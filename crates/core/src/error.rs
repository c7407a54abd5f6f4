use std::time::Duration;

pub type BoxError = Box<dyn std::error::Error + Send + Sync>;

pub type Result<T, E = Error> = std::result::Result<T, E>;

/// Failures that abort the processing of a build event.
#[derive(Debug, thiserror::Error)]
pub enum Error {
    /// A call to an external service failed, timed out, or returned an unusable response.
    #[error("{operation}: {message}")]
    Upstream {
        operation: &'static str,
        message: String,
        #[source]
        source: Option<BoxError>,
    },
    /// The deployment is misconfigured. Recurs on every event until fixed.
    #[error("configuration error: {0}")]
    Configuration(String),
}

impl Error {
    pub fn upstream(operation: &'static str, source: impl Into<BoxError>) -> Self {
        let source = source.into();
        Self::Upstream { operation, message: source.to_string(), source: Some(source) }
    }

    pub fn upstream_msg(operation: &'static str, message: impl Into<String>) -> Self {
        Self::Upstream { operation, message: message.into(), source: None }
    }

    pub fn configuration(message: impl Into<String>) -> Self { Self::Configuration(message.into()) }

    pub fn is_configuration(&self) -> bool { matches!(self, Self::Configuration(_)) }
}

/// Run an upstream call with an explicit deadline. Expiry is reported as [`Error::Upstream`].
pub async fn with_timeout<T>(
    operation: &'static str,
    timeout: Duration,
    fut: impl Future<Output = Result<T>>,
) -> Result<T> {
    match tokio::time::timeout(timeout, fut).await {
        Ok(result) => result,
        Err(_) => Err(Error::upstream_msg(
            operation,
            format!("timed out after {}ms", timeout.as_millis()),
        )),
    }
}

#[cfg(test)]
mod tests {
    use std::time::Duration;

    use super::*;

    #[tokio::test]
    async fn timeout_is_upstream_error() {
        let result: Result<()> = with_timeout("slow call", Duration::from_millis(10), async {
            tokio::time::sleep(Duration::from_secs(5)).await;
            Ok(())
        })
        .await;
        let err = result.unwrap_err();
        assert!(matches!(err, Error::Upstream { operation: "slow call", .. }));
        assert!(err.to_string().contains("timed out"));
    }

    #[tokio::test]
    async fn completed_call_passes_through() {
        let result = with_timeout("fast call", Duration::from_secs(5), async { Ok(7) }).await;
        assert_eq!(result.unwrap(), 7);
    }
}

══════

TASK TO CARRY OUT: Look through the entries above and work out how many lines contain the string "await". Give that number alone.

ANSWER BOX: 4